Reliability Analysis of the Bijective Connection Networks for Components

Abstract

Connectivity is a critical parameter that can measure the reliability of networks. Let $Q\subseteq V\left(G\right)$ be a vertex set. If $G-Q$ is disconnected and every component of $G-Q$ contains at least $k+1$ vertices, then Q is an extra-cut. The number of vertices in the smallest extra-cut is the extraconnectivity ${\kappa }_k\left(G\right)$. Suppose $\omega \left(G\right)$ is the number of components of G and $W\subseteq V\left(G\right)$; if $\omega (G-W)\ge t$, then w is a t-component cut of G. The number of vertices in the least t-component cut is the t-component connectivity $c{\kappa }_t\left(G\right)$ of G. The t-component edge connectivity $c{\lambda }_t\left(G\right)$ is defined similarly.

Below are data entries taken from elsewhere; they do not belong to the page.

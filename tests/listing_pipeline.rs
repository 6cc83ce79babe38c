//! End-to-end: dashboard HTML → capture → coordinator → rendered output.

use postdeck::config::Config;
use postdeck::filter::Category;
use postdeck::listing::{capture, CaptureOptions, PageKind};
use postdeck::pagination::Direction;
use postdeck::report::{render_text, Report};
use postdeck::view::{Coordinator, Row, ViewState};
use pretty_assertions::assert_eq;

/// 45 posts, newest first, four per month from December 2024 back to
/// January 2024. Entries 0, 15 and 30 are drafts.
fn posts_page() -> String {
    let mut items = String::new();
    for i in 0..45u32 {
        let month = 12 - i / 4;
        let day = 28 - (i % 4) * 5;
        let title = match i {
            3 => "Launch Day".to_string(),
            10 => "My Launch Recap".to_string(),
            _ => format!("Post {}", i),
        };
        let marker = if i % 15 == 0 {
            "<small>(not published)</small>"
        } else {
            ""
        };
        items.push_str(&format!(
            "<li><span><time datetime=\"2024-{:02}-{:02}T08:00:00Z\">x</time></span>\
             <a href=\"/p/{}/\">{}</a>{}</li>\n",
            month, day, i, title, marker
        ));
    }
    format!(
        "<html><body><h1>Posts</h1><ul class=\"post-list\">\n{}</ul></body></html>",
        items
    )
}

fn coordinator(page_size: usize) -> Coordinator {
    let listing = capture(&posts_page(), &CaptureOptions::default()).unwrap();
    Coordinator::new(listing, page_size)
}

fn headers(coordinator: &Coordinator) -> Vec<(String, bool)> {
    coordinator
        .view()
        .rows
        .iter()
        .filter_map(|row| match row {
            Row::Header { label, continued } => Some((label.clone(), *continued)),
            Row::Entry { .. } => None,
        })
        .collect()
}

#[test]
fn captured_posts_paginate_into_three_pages() {
    let mut c = coordinator(20);
    assert_eq!(c.kind(), PageKind::Posts);
    assert_eq!(c.listing().len(), 45);
    assert_eq!(c.view().pager.total_pages, 3);
    assert_eq!(c.view().visible_entries(), 20);
    assert_eq!(
        headers(&c).iter().map(|(l, _)| l.as_str()).collect::<Vec<_>>(),
        vec![
            "December 2024",
            "November 2024",
            "October 2024",
            "September 2024",
            "August 2024"
        ]
    );

    c.on_page_navigate(Direction::Last);
    assert_eq!(c.view().visible_entries(), 5);
    assert_eq!(
        headers(&c),
        vec![
            ("February 2024".to_string(), false),
            ("January 2024".to_string(), false)
        ]
    );
    assert!(c.view().pager.prev_enabled);
    assert!(!c.view().pager.next_enabled);
}

#[test]
fn group_split_across_pages_repeats_header() {
    let mut c = coordinator(6);
    c.on_page_navigate(Direction::Next);
    assert_eq!(
        headers(&c),
        vec![
            ("November 2024".to_string(), true),
            ("October 2024".to_string(), false)
        ]
    );
}

#[test]
fn search_matches_case_insensitively() {
    let mut c = coordinator(20);
    c.on_search_input("LAUNCH");
    let titles: Vec<&str> = c
        .view()
        .entry_indices()
        .into_iter()
        .filter_map(|i| c.entry(i))
        .map(|e| e.title.as_str())
        .collect();
    assert_eq!(titles, vec!["Launch Day", "My Launch Recap"]);
    assert_eq!(c.view().matched, 2);
    assert!(!c.view().pager.visible);
}

#[test]
fn drafts_and_published_partition_the_listing() {
    let mut c = coordinator(20);
    let counts: Vec<(Category, usize)> = c
        .category_bar()
        .links()
        .iter()
        .map(|l| (l.category, l.count))
        .collect();
    assert_eq!(
        counts,
        vec![
            (Category::All, 45),
            (Category::Published, 42),
            (Category::Drafts, 3)
        ]
    );

    c.on_category_select(Category::Drafts);
    assert_eq!(c.view().matched, 3);
    c.on_category_select(Category::Published);
    assert_eq!(c.view().matched, 42);
}

#[test]
fn initial_state_from_flags_is_clamped() {
    let listing = capture(&posts_page(), &CaptureOptions::default()).unwrap();
    let state = ViewState {
        search_term: "post".to_string(),
        category: Category::Starred,
        current_page: 99,
    };
    let c = Coordinator::with_state(listing, 20, state);
    let state = c.state();
    assert_eq!(state.category, Category::All);
    assert_eq!(state.current_page, 3);
    assert_eq!(c.view().matched, 43);
}

#[test]
fn config_drives_capture() {
    let config = Config::parse(
        "page_size = 2\nstarred_titles = [\"Now\"]\ndraft_marker = \"wip\"\n",
    )
    .unwrap();
    let html = r#"<h1>Pages</h1><ul class="post-list">
        <li><a>Now</a></li>
        <li><a>Uses</a><small>WIP</small></li>
        <li><a>Colophon</a></li>
    </ul>"#;
    let listing = capture(html, &config.capture_options()).unwrap();
    let mut c = Coordinator::new(listing, config.page_size);
    assert_eq!(c.kind(), PageKind::Pages);
    assert!(c.category_bar().offers(Category::Starred));
    assert_eq!(c.view().pager.total_pages, 2);

    c.on_category_select(Category::Starred);
    assert_eq!(c.view().matched, 1);
    c.on_category_select(Category::Drafts);
    assert_eq!(c.view().matched, 1);
}

#[test]
fn print_output_for_missing_listing() {
    let listing = capture("<html><body><p>Nothing</p></body></html>", &CaptureOptions::default())
        .unwrap();
    let c = Coordinator::new(listing, 20);
    assert_eq!(render_text(&c), "No posts found\n");
}

#[test]
fn json_report_matches_view() {
    let mut c = coordinator(20);
    c.on_page_navigate(Direction::Next);
    let json = Report::new(&c).to_json().unwrap();
    let value: serde_json::Value = serde_json::from_str(&json).unwrap();
    assert_eq!(value["page"], 2);
    assert_eq!(value["total_pages"], 3);
    assert_eq!(value["rows"][0]["label"], "July 2024");
    assert_eq!(value["rows"][1]["title"], "Post 20");
    assert_eq!(value["rows"][1]["published_at"], "2024-07-28");
}
//! Small shared helpers.
//!
//! - **Text**: Unicode-aware width measurement, truncation and padding, and
//!   stripping of terminal control sequences from captured text.

mod text;

pub use text::{display_width, pad_to_width, strip_control_chars, truncate_to_width};

/// Maximum search term length, enforced by the search box.
pub const MAX_SEARCH_QUERY_LENGTH: usize = 256;
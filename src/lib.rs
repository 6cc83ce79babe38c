//! postdeck: a terminal browser for blog dashboard post listings.
//!
//! The library half holds everything that does not need a terminal:
//!
//! - [`listing`] - one-shot capture of post entries from the dashboard markup
//! - [`filter`] - category and free-text predicates
//! - [`grouping`] - calendar-month buckets, newest first
//! - [`pagination`] - fixed-size pages with clamped navigation
//! - [`view`] - the coordinator that owns the view state and rebuilds rows
//! - [`report`] - plain-text and JSON output of a rendered view
//! - [`config`] - `config.toml` loading

pub mod config;
pub mod filter;
pub mod grouping;
pub mod listing;
pub mod pagination;
pub mod report;
pub mod util;
pub mod view;
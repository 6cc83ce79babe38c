//! View coordinator: owns the view state and the controls, and rebuilds the
//! visible rows from the entry snapshot on every change.
//!
//! The pipeline runs in a fixed order: text filter and category filter, month
//! grouping (posts listing only), pagination, then row construction. Rows are
//! always rebuilt from snapshot indices, so running it twice with the same
//! state yields the same rows.
use crate::filter::{Category, TextFilter};
use crate::grouping::{self, Grouping};
use crate::listing::{Entry, Listing, PageKind};
use crate::pagination::{Direction, Paginator};
use crate::util::MAX_SEARCH_QUERY_LENGTH;
use serde::Serialize;

// ============================================================================
// View State
// ============================================================================

/// The user's current choices. Never persisted.
#[derive(Debug, Clone, PartialEq, Eq, Serialize)]
pub struct ViewState {
    pub search_term: String,
    pub category: Category,
    /// 1-based.
    pub current_page: usize,
}

impl Default for ViewState {
    fn default() -> Self {
        Self {
            search_term: String::new(),
            category: Category::All,
            current_page: 1,
        }
    }
}

// ============================================================================
// Controls
// ============================================================================

/// The search input's value.
#[derive(Debug, Clone, Default, PartialEq, Eq)]
pub struct SearchBox {
    value: String,
}

impl SearchBox {
    pub fn value(&self) -> &str {
        &self.value
    }

    /// Replace the value, truncated to the maximum query length.
    fn set(&mut self, term: &str) {
        self.value = term.chars().take(MAX_SEARCH_QUERY_LENGTH).collect();
    }
}

/// One quick-filter link with the number of entries it selects.
#[derive(Debug, Clone, Copy, PartialEq, Eq, Serialize)]
pub struct CategoryLink {
    pub category: Category,
    /// Count over the whole snapshot, independent of the search term.
    pub count: usize,
}

impl CategoryLink {
    /// Link text, e.g. "Drafts (3)".
    pub fn text(&self) -> String {
        format!("{} ({})", self.category.label(), self.count)
    }
}

/// The quick-filter links offered by this listing, and which is active.
#[derive(Debug, Clone, PartialEq, Eq, Serialize)]
pub struct CategoryBar {
    links: Vec<CategoryLink>,
    active: Category,
}

impl CategoryBar {
    fn build(listing: &Listing) -> Self {
        let links = Category::available(listing.kind)
            .iter()
            .map(|&category| CategoryLink {
                category,
                count: listing
                    .entries
                    .iter()
                    .filter(|e| category.matches(e))
                    .count(),
            })
            .collect();
        Self {
            links,
            active: Category::All,
        }
    }

    pub fn links(&self) -> &[CategoryLink] {
        &self.links
    }

    pub fn active(&self) -> Category {
        self.active
    }

    pub fn offers(&self, category: Category) -> bool {
        self.links.iter().any(|link| link.category == category)
    }

    /// The link after the active one, wrapping around.
    pub fn next_after_active(&self) -> Category {
        let pos = self
            .links
            .iter()
            .position(|link| link.category == self.active)
            .unwrap_or(0);
        self.links
            .get((pos + 1) % self.links.len().max(1))
            .map(|link| link.category)
            .unwrap_or(Category::All)
    }
}

/// Prev/next links and the page indicator.
#[derive(Debug, Clone, Copy, PartialEq, Eq, Serialize)]
pub struct PagerControls {
    /// False when everything fits on one page; the controls are not drawn at all.
    pub visible: bool,
    pub page: usize,
    pub total_pages: usize,
    pub prev_enabled: bool,
    pub next_enabled: bool,
}

impl PagerControls {
    /// "Page 2 of 3".
    pub fn indicator(&self) -> String {
        format!("Page {} of {}", self.page, self.total_pages)
    }
}

impl Default for PagerControls {
    fn default() -> Self {
        Self {
            visible: false,
            page: 1,
            total_pages: 1,
            prev_enabled: false,
            next_enabled: false,
        }
    }
}

// ============================================================================
// Rendered View
// ============================================================================

/// One displayed row.
#[derive(Debug, Clone, PartialEq, Eq, Serialize)]
#[serde(tag = "kind", rename_all = "lowercase")]
pub enum Row {
    /// Month header. `continued` marks a group carried over from the previous page.
    Header { label: String, continued: bool },
    /// Snapshot index of a visible entry.
    Entry { index: usize },
}

/// Everything the display needs for the current state.
#[derive(Debug, Clone, Default, PartialEq, Eq, Serialize)]
pub struct RenderedView {
    pub rows: Vec<Row>,
    /// Entries matching both filters, across all pages.
    pub matched: usize,
    /// Matching entries left out of the month grouping for lack of a date.
    pub hidden_undated: usize,
    pub pager: PagerControls,
}

impl RenderedView {
    /// Snapshot indices of the visible entries, in display order.
    pub fn entry_indices(&self) -> Vec<usize> {
        self.rows
            .iter()
            .filter_map(|row| match row {
                Row::Entry { index } => Some(*index),
                Row::Header { .. } => None,
            })
            .collect()
    }

    pub fn visible_entries(&self) -> usize {
        self.rows
            .iter()
            .filter(|row| matches!(row, Row::Entry { .. }))
            .count()
    }
}

// ============================================================================
// Coordinator
// ============================================================================

/// Owns one listing snapshot, its view state and its controls.
///
/// Independent coordinators share nothing, so several can coexist.
pub struct Coordinator {
    listing: Listing,
    search_term: String,
    search: SearchBox,
    text_filter: TextFilter,
    categories: CategoryBar,
    paginator: Paginator,
    view: RenderedView,
}

impl Coordinator {
    pub fn new(listing: Listing, page_size: usize) -> Self {
        Self::with_state(listing, page_size, ViewState::default())
    }

    /// Build a coordinator already showing `state` (page clamped, unavailable
    /// category replaced by All).
    pub fn with_state(listing: Listing, page_size: usize, state: ViewState) -> Self {
        let categories = CategoryBar::build(&listing);
        let mut coordinator = Self {
            listing,
            search_term: String::new(),
            search: SearchBox::default(),
            text_filter: TextFilter::default(),
            categories,
            paginator: Paginator::new(page_size),
            view: RenderedView::default(),
        };

        coordinator.set_search(&state.search_term);
        if coordinator.categories.offers(state.category) {
            coordinator.categories.active = state.category;
        }
        coordinator.recompute();
        coordinator.paginator.go_to(state.current_page);
        coordinator.recompute();
        coordinator
    }

    // ------------------------------------------------------------------------
    // Accessors
    // ------------------------------------------------------------------------

    pub fn listing(&self) -> &Listing {
        &self.listing
    }

    pub fn kind(&self) -> PageKind {
        self.listing.kind
    }

    pub fn entry(&self, index: usize) -> Option<&Entry> {
        self.listing.entries.get(index)
    }

    pub fn view(&self) -> &RenderedView {
        &self.view
    }

    pub fn search_box(&self) -> &SearchBox {
        &self.search
    }

    pub fn category_bar(&self) -> &CategoryBar {
        &self.categories
    }

    pub fn page_size(&self) -> usize {
        self.paginator.page_size()
    }

    /// The current view state as a value.
    pub fn state(&self) -> ViewState {
        ViewState {
            search_term: self.search_term.clone(),
            category: self.categories.active,
            current_page: self.paginator.current(),
        }
    }

    // ------------------------------------------------------------------------
    // Transitions
    // ------------------------------------------------------------------------

    /// New search term: back to page 1.
    pub fn on_search_input(&mut self, term: &str) -> &RenderedView {
        self.set_search(term);
        self.paginator.reset();
        self.recompute()
    }

    /// Append one character to the search term.
    pub fn on_search_push(&mut self, c: char) -> &RenderedView {
        let mut term = self.search.value().to_string();
        term.push(c);
        self.on_search_input(&term)
    }

    /// Remove the last character of the search term.
    pub fn on_search_pop(&mut self) -> &RenderedView {
        let mut term = self.search.value().to_string();
        term.pop();
        self.on_search_input(&term)
    }

    /// New category: back to page 1. Categories this listing does not offer
    /// are ignored.
    pub fn on_category_select(&mut self, category: Category) -> &RenderedView {
        if !self.categories.offers(category) {
            tracing::debug!(?category, kind = ?self.listing.kind, "Category not offered");
            return &self.view;
        }
        self.categories.active = category;
        self.paginator.reset();
        self.recompute()
    }

    /// Move between pages. Filters are untouched.
    pub fn on_page_navigate(&mut self, direction: Direction) -> &RenderedView {
        self.paginator.navigate(direction);
        self.recompute()
    }

    /// Run the pipeline for the current state.
    pub fn recompute(&mut self) -> &RenderedView {
        let category = self.categories.active;
        let filtered: Vec<usize> = self
            .listing
            .entries
            .iter()
            .enumerate()
            .filter(|(_, e)| category.matches(e) && self.text_filter.matches(e))
            .map(|(i, _)| i)
            .collect();
        let matched = filtered.len();

        let (rows, hidden_undated) = if self.listing.groups_by_month() {
            let grouping = grouping::group(&self.listing.entries, &filtered);
            let hidden = grouping.undated.len();
            (self.grouped_rows(&grouping), hidden)
        } else {
            (self.flat_rows(&filtered), 0)
        };

        let pager = PagerControls {
            visible: self.paginator.total_pages() > 1,
            page: self.paginator.current(),
            total_pages: self.paginator.total_pages(),
            prev_enabled: self.paginator.current() > 1,
            next_enabled: self.paginator.current() < self.paginator.total_pages(),
        };

        tracing::trace!(
            search = %self.search_term,
            ?category,
            page = pager.page,
            total_pages = pager.total_pages,
            matched,
            hidden_undated,
            "Recomputed view"
        );

        self.view = RenderedView {
            rows,
            matched,
            hidden_undated,
            pager,
        };
        &self.view
    }

    fn set_search(&mut self, term: &str) {
        self.search.set(term);
        self.search_term = self.search.value().to_string();
        self.text_filter = TextFilter::new(&self.search_term);
    }

    fn flat_rows(&mut self, filtered: &[usize]) -> Vec<Row> {
        self.paginator.set_len(filtered.len());
        self.paginator
            .page(filtered)
            .items
            .iter()
            .map(|&index| Row::Entry { index })
            .collect()
    }

    /// Paginate the grouped order. Page slots count entries only; a header is
    /// emitted before the first entry of each group present on the page, and
    /// never for a group with no entries on it.
    fn grouped_rows(&mut self, grouping: &Grouping) -> Vec<Row> {
        let ordered = grouping.ordered_entries();
        self.paginator.set_len(ordered.len());
        let page = self.paginator.page(&ordered);

        let mut rows = Vec::with_capacity(page.items.len() + grouping.groups.len());
        let mut current_group = None;
        for (pos, &(group, index)) in page.items.iter().enumerate() {
            if current_group != Some(group) {
                let continued = pos == 0
                    && page.offset > 0
                    && ordered
                        .get(page.offset - 1)
                        .is_some_and(|&(prev, _)| prev == group);
                rows.push(Row::Header {
                    label: grouping.groups[group].label.clone(),
                    continued,
                });
                current_group = Some(group);
            }
            rows.push(Row::Entry { index });
        }
        rows
    }
}

// ============================================================================
// Tests
// ============================================================================
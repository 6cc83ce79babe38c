use crate::app::App;
use ratatui::{
    layout::{Alignment, Rect},
    text::{Line, Span},
    widgets::Paragraph,
    Frame,
};

/// Render "< Prev  Page X of Y  Next >". Nothing is drawn for a single page.
pub(super) fn render(f: &mut Frame, app: &App, area: Rect) {
    let pager = app.view().pager;
    if !pager.visible || area.width < 1 || area.height < 1 {
        return;
    }

    let edge = |enabled: bool| {
        if enabled {
            app.style("pager_enabled")
        } else {
            app.style("pager_disabled")
        }
    };

    let line = Line::from(vec![
        Span::styled("< Prev", edge(pager.prev_enabled)),
        Span::raw("  "),
        Span::styled(pager.indicator(), app.style("entry_normal")),
        Span::raw("  "),
        Span::styled("Next >", edge(pager.next_enabled)),
    ]);
    f.render_widget(Paragraph::new(line).alignment(Alignment::Center), area);
}
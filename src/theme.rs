//! Theme system for the TUI.
//!
//! Semantic color roles map to ratatui `Style` values. `ThemeVariant` selects
//! the Dark or Light palette, and `StyleMap` resolves role names to styles.

use ratatui::style::{Color, Modifier, Style};
use std::collections::HashMap;

// ============================================================================
// Theme Variant
// ============================================================================

#[derive(Debug, Clone, Copy, PartialEq, Eq)]
pub enum ThemeVariant {
    Dark,
    Light,
}

impl ThemeVariant {
    /// Parse a variant name (case-insensitive).
    pub fn from_str_name(s: &str) -> Option<Self> {
        match s.trim().to_ascii_lowercase().as_str() {
            "dark" => Some(Self::Dark),
            "light" => Some(Self::Light),
            _ => None,
        }
    }

    pub fn palette(self) -> ColorPalette {
        match self {
            Self::Dark => ColorPalette::dark(),
            Self::Light => ColorPalette::light(),
        }
    }

    /// Dark → Light → Dark.
    pub fn next(self) -> Self {
        match self {
            Self::Dark => Self::Light,
            Self::Light => Self::Dark,
        }
    }

    pub fn name(self) -> &'static str {
        match self {
            Self::Dark => "Dark",
            Self::Light => "Light",
        }
    }
}

// ============================================================================
// Color Palette
// ============================================================================

/// A style for every semantic UI role.
#[derive(Debug, Clone)]
pub struct ColorPalette {
    // -- Entry list --
    pub entry_normal: Style,
    pub entry_selected: Style,
    pub entry_draft: Style,
    pub entry_date: Style,
    pub entry_star: Style,
    pub month_header: Style,

    // -- Controls --
    pub filter_active: Style,
    pub filter_inactive: Style,
    pub search_box: Style,
    pub search_box_active: Style,
    pub pager_enabled: Style,
    pub pager_disabled: Style,

    // -- Chrome --
    pub status_bar: Style,
    pub panel_border: Style,
    pub panel_border_focused: Style,

    // -- Help overlay --
    pub help_heading: Style,
    pub help_body: Style,
    pub help_hint: Style,
}

impl ColorPalette {
    fn dark() -> Self {
        Self {
            entry_normal: Style::default(),
            entry_selected: Style::default().bg(Color::DarkGray).fg(Color::White),
            entry_draft: Style::default()
                .fg(Color::Gray)
                .add_modifier(Modifier::ITALIC),
            entry_date: Style::default().fg(Color::DarkGray),
            entry_star: Style::default().fg(Color::Yellow),
            month_header: Style::default()
                .fg(Color::Cyan)
                .add_modifier(Modifier::BOLD),

            filter_active: Style::default()
                .fg(Color::White)
                .add_modifier(Modifier::BOLD | Modifier::UNDERLINED),
            filter_inactive: Style::default().fg(Color::Gray),
            search_box: Style::default(),
            search_box_active: Style::default().fg(Color::Yellow),
            pager_enabled: Style::default().fg(Color::Cyan),
            pager_disabled: Style::default().fg(Color::DarkGray),

            status_bar: Style::default().bg(Color::DarkGray).fg(Color::White),
            panel_border: Style::default(),
            panel_border_focused: Style::default().fg(Color::Cyan),

            help_heading: Style::default()
                .fg(Color::Cyan)
                .add_modifier(Modifier::BOLD),
            help_body: Style::default(),
            help_hint: Style::default().fg(Color::DarkGray),
        }
    }

    fn light() -> Self {
        Self {
            entry_normal: Style::default().fg(Color::Black),
            entry_selected: Style::default().bg(Color::Blue).fg(Color::White),
            entry_draft: Style::default()
                .fg(Color::DarkGray)
                .add_modifier(Modifier::ITALIC),
            entry_date: Style::default().fg(Color::DarkGray),
            entry_star: Style::default().fg(Color::Magenta),
            month_header: Style::default()
                .fg(Color::Blue)
                .add_modifier(Modifier::BOLD),

            filter_active: Style::default()
                .fg(Color::Black)
                .add_modifier(Modifier::BOLD | Modifier::UNDERLINED),
            filter_inactive: Style::default().fg(Color::DarkGray),
            search_box: Style::default().fg(Color::Black),
            search_box_active: Style::default().fg(Color::Magenta),
            pager_enabled: Style::default().fg(Color::Blue),
            pager_disabled: Style::default().fg(Color::Gray),

            status_bar: Style::default().bg(Color::White).fg(Color::Black),
            panel_border: Style::default().fg(Color::DarkGray),
            panel_border_focused: Style::default().fg(Color::Blue),

            help_heading: Style::default()
                .fg(Color::Blue)
                .add_modifier(Modifier::BOLD),
            help_body: Style::default().fg(Color::Black),
            help_hint: Style::default().fg(Color::DarkGray),
        }
    }
}

// ============================================================================
// Style Map
// ============================================================================

/// String-keyed style lookup built from a `ColorPalette`.
#[derive(Debug, Clone)]
pub struct StyleMap {
    map: HashMap<&'static str, Style>,
}

/// All semantic role names, in declaration order.
const ROLE_NAMES: [&str; 18] = [
    "entry_normal",
    "entry_selected",
    "entry_draft",
    "entry_date",
    "entry_star",
    "month_header",
    "filter_active",
    "filter_inactive",
    "search_box",
    "search_box_active",
    "pager_enabled",
    "pager_disabled",
    "status_bar",
    "panel_border",
    "panel_border_focused",
    "help_heading",
    "help_body",
    "help_hint",
];

impl StyleMap {
    pub fn from_palette(p: &ColorPalette) -> Self {
        let styles: [Style; 18] = [
            p.entry_normal,
            p.entry_selected,
            p.entry_draft,
            p.entry_date,
            p.entry_star,
            p.month_header,
            p.filter_active,
            p.filter_inactive,
            p.search_box,
            p.search_box_active,
            p.pager_enabled,
            p.pager_disabled,
            p.status_bar,
            p.panel_border,
            p.panel_border_focused,
            p.help_heading,
            p.help_body,
            p.help_hint,
        ];

        let map = ROLE_NAMES.iter().copied().zip(styles).collect();
        Self { map }
    }

    /// Resolve a role name. Unknown roles get `Style::default()`.
    pub fn resolve(&self, role: &str) -> Style {
        self.map.get(role).copied().unwrap_or_default()
    }
}

// ============================================================================
// Tests
// ============================================================================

In this note, we study the BC networks and obtain the t-component (edge) connectivity of bijective connection networks for some t.

1. Introduction

Multiprocessor systems have many advantages over their uniprocessor counterparts, such as high performance and reliability, better reconfigurability, and scalability. With the development of VLSItechnology and software technology, multiprocessor systems with hundreds of thousands of processors have become available. With the continuous increase in the size of multiprocessor systems, the complexity of a system can adversely affect its fault tolerance and reliability. For the design and maintenance purpose of multiprocessor systems, appropriate measures of reliability should be found.

A graph $G=(V,E)$ can simulate a network. The edges can represent links between the nodes, and the vertices can represent nodes that are processors or stations. Reliability is the essential consideration in network design [1,2]. For a connected graph G, the connectivity $\kappa \left(G\right)$ is defined as the minimum number k of vertices that can be removed to reduce the graph connectivity or leave only one vertex. For the reliability of networks, connectivity is worst for most measures. To compensate for this shortcoming, it seems reasonable to generalize the notion of classical connectivity by imposing some conditions or restrictions on the components of $G-F$, where F denotes faulty processors/links. Hence, many parameters that can measure the reliability of multiprocessor systems have been proposed. Suppose $S_1\subseteq V\left(G\right)$; if $\omega (G-S_1)\ge t$, then $S_1$ is a t-component cut of G. The number of vertices in the least t-component cut is the t-component connectivity $c{\kappa }_t\left(G\right)$ of G. Correspondingly, the t-component edge connectivity $c{\lambda }_t\left(G\right)$ is obtained. The t-component (edge) connectivity was proposed in [3,4] independently. Fábrega et al. proposed extraconnectivity in [5]. Let $F_1\subseteq V\left(G\right)$ be a vertex set. If $G-F_1$ is disconnected and every component of $G-F_1$ contains at least $p+1$ vertices, then $F_1$ is an extra-cut. The number of vertices in the smallest extra-cut is the extraconnectivity ${\kappa }_p\left(G\right)$.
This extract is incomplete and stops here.